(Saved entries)
|---|

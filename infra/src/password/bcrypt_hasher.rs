//! bcrypt implementation of the core password hasher trait.

use async_trait::async_trait;
use tokio::task;

use sf_core::errors::DomainError;
use sf_core::services::auth::PasswordHasherTrait;

/// bcrypt hasher; hashing and verification run on the blocking pool
#[derive(Debug, Clone)]
pub struct BcryptPasswordHasher {
    cost: u32,
}

impl BcryptPasswordHasher {
    pub fn new() -> Self {
        Self {
            cost: bcrypt::DEFAULT_COST,
        }
    }

    /// Custom work factor; low costs are only meant for tests
    pub fn with_cost(cost: u32) -> Self {
        Self { cost }
    }
}

impl Default for BcryptPasswordHasher {
    fn default() -> Self {
        Self::new()
    }
}

#[async_trait]
impl PasswordHasherTrait for BcryptPasswordHasher {
    async fn hash(&self, password: &str) -> Result<String, DomainError> {
        let password = password.to_owned();
        let cost = self.cost;

        task::spawn_blocking(move || bcrypt::hash(password, cost))
            .await
            .map_err(|e| DomainError::internal(format!("Hashing task failed: {}", e)))?
            .map_err(|e| DomainError::internal(format!("Password hashing failed: {}", e)))
    }

    async fn verify(&self, password: &str, hash: &str) -> Result<bool, DomainError> {
        let password = password.to_owned();
        let hash = hash.to_owned();

        task::spawn_blocking(move || bcrypt::verify(password, &hash))
            .await
            .map_err(|e| DomainError::internal(format!("Verification task failed: {}", e)))?
            .map_err(|e| DomainError::internal(format!("Password verification failed: {}", e)))
    }
}
use actix_web::{web, HttpResponse};

use sf_core::repositories::{OrderRepository, ProductRepository, UserRepository};
use sf_core::services::auth::PasswordHasherTrait;

use crate::handlers::ApiError;
use crate::middleware::OptionalAuth;
use crate::state::AppState;

/// Handler for GET /api/orders
///
/// Customers receive their own orders, admins every order, newest first.
pub async fn list_orders<U, H, P, O>(
    state: web::Data<AppState<U, H, P, O>>,
    auth: OptionalAuth,
) -> Result<HttpResponse, ApiError>
where
    U: UserRepository + 'static,
    H: PasswordHasherTrait + 'static,
    P: ProductRepository + 'static,
    O: OrderRepository + 'static,
{
    let orders = state.order_service.list_orders(auth.caller()).await?;
    Ok(HttpResponse::Ok().json(orders))
}
//! Main authentication service implementation

use std::sync::Arc;
use tracing::{info, warn};

use crate::domain::entities::user::User;
use crate::domain::value_objects::{AuthResponse, Caller, UserProfile};
use crate::errors::{AuthError, DomainError, DomainResult};
use crate::repositories::UserRepository;
use crate::services::token::TokenService;

use super::config::AuthServiceConfig;
use super::password::PasswordHasherTrait;
use super::validation::{validate_password, validate_username};

/// Authentication service for account registration and login
pub struct AuthService<U, H>
where
    U: UserRepository,
    H: PasswordHasherTrait,
{
    /// User repository for account persistence
    user_repository: Arc<U>,
    password_hasher: Arc<H>,
    /// Token service for JWT issuance
    token_service: Arc<TokenService>,
    config: AuthServiceConfig,
}

impl<U, H> AuthService<U, H>
where
    U: UserRepository,
    H: PasswordHasherTrait,
{
    pub fn new(
        user_repository: Arc<U>,
        password_hasher: Arc<H>,
        token_service: Arc<TokenService>,
        config: AuthServiceConfig,
    ) -> Self {
        Self {
            user_repository,
            password_hasher,
            token_service,
            config,
        }
    }

    /// Register a new customer account and sign it in
    ///
    /// # Returns
    ///
    /// * `Ok(AuthResponse)` - Token and profile of the new account
    /// * `Err(DomainError)` - Registration disabled, invalid input or a taken username
    pub async fn register(
        &self,
        username: &str,
        email: Option<String>,
        password: &str,
    ) -> DomainResult<AuthResponse> {
        if !self.config.allow_registration {
            return Err(AuthError::RegistrationDisabled.into());
        }

        validate_username(username)?;
        validate_password(password, self.config.min_password_length)?;

        if self.user_repository.exists_by_username(username).await? {
            return Err(AuthError::UserAlreadyExists.into());
        }

        let password_hash = self.password_hasher.hash(password).await?;
        let email = email.filter(|e| !e.trim().is_empty());
        let user = self
            .user_repository
            .create(User::new(username.to_string(), email, password_hash))
            .await?;

        info!(user_id = %user.id, username = %user.username, "Registered new user");
        self.respond(&user)
    }

    /// Authenticate with username and password
    ///
    /// Unknown usernames and wrong passwords produce the same error.
    pub async fn login(&self, username: &str, password: &str) -> DomainResult<AuthResponse> {
        let user = match self.user_repository.find_by_username(username).await? {
            Some(user) => user,
            None => {
                warn!(username = %username, "Login attempt for unknown user");
                return Err(AuthError::AuthenticationFailed.into());
            }
        };

        if !self
            .password_hasher
            .verify(password, &user.password_hash)
            .await?
        {
            warn!(user_id = %user.id, "Login attempt with wrong password");
            return Err(AuthError::AuthenticationFailed.into());
        }

        info!(user_id = %user.id, is_staff = user.is_staff(), "User logged in");
        self.respond(&user)
    }

    /// Profile of the authenticated caller
    pub async fn profile(&self, caller: Option<&Caller>) -> DomainResult<UserProfile> {
        let caller = Caller::require(caller)?;
        let user = self
            .user_repository
            .find_by_id(caller.user_id)
            .await?
            .ok_or(DomainError::Unauthorized)?;

        Ok(UserProfile::from(&user))
    }

    /// Provision an administrator account
    ///
    /// Idempotent: an existing account with the same username is returned
    /// unchanged.
    pub async fn create_admin(&self, username: &str, password: &str) -> DomainResult<User> {
        validate_username(username)?;
        validate_password(password, self.config.min_password_length)?;

        if let Some(existing) = self.user_repository.find_by_username(username).await? {
            if !existing.is_staff() {
                warn!(username = %username, "Bootstrap admin name belongs to a non-admin account");
            }
            return Ok(existing);
        }

        let password_hash = self.password_hasher.hash(password).await?;
        let admin = self
            .user_repository
            .create(User::new_admin(username.to_string(), password_hash))
            .await?;

        info!(user_id = %admin.id, username = %admin.username, "Created admin account");
        Ok(admin)
    }

    fn respond(&self, user: &User) -> DomainResult<AuthResponse> {
        let (token, expires_in) = self.token_service.issue(user)?;
        Ok(AuthResponse::new(token, expires_in, user))
    }
}
//! Database module - MySQL implementations using SQLx
//!
//! - Connection pool management
//! - Idempotent schema migrations
//! - Repository implementations for users, products and orders

pub mod connection;
pub mod migrations;
pub mod mysql;

// Re-export commonly used types
pub use connection::{DatabasePool, PoolStatistics};
pub use migrations::run_migrations;
pub use mysql::{MySqlOrderRepository, MySqlProductRepository, MySqlUserRepository};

|---|

■ **EXERCISE BRIEF**:
Search the entries for the word "attempt" and copy every line that holds it.

■ **RESPONSE TO THIS EXERCISE**:
                warn!(username = %username, "Login attempt for unknown user");
            warn!(user_id = %user.id, "Login attempt with wrong password");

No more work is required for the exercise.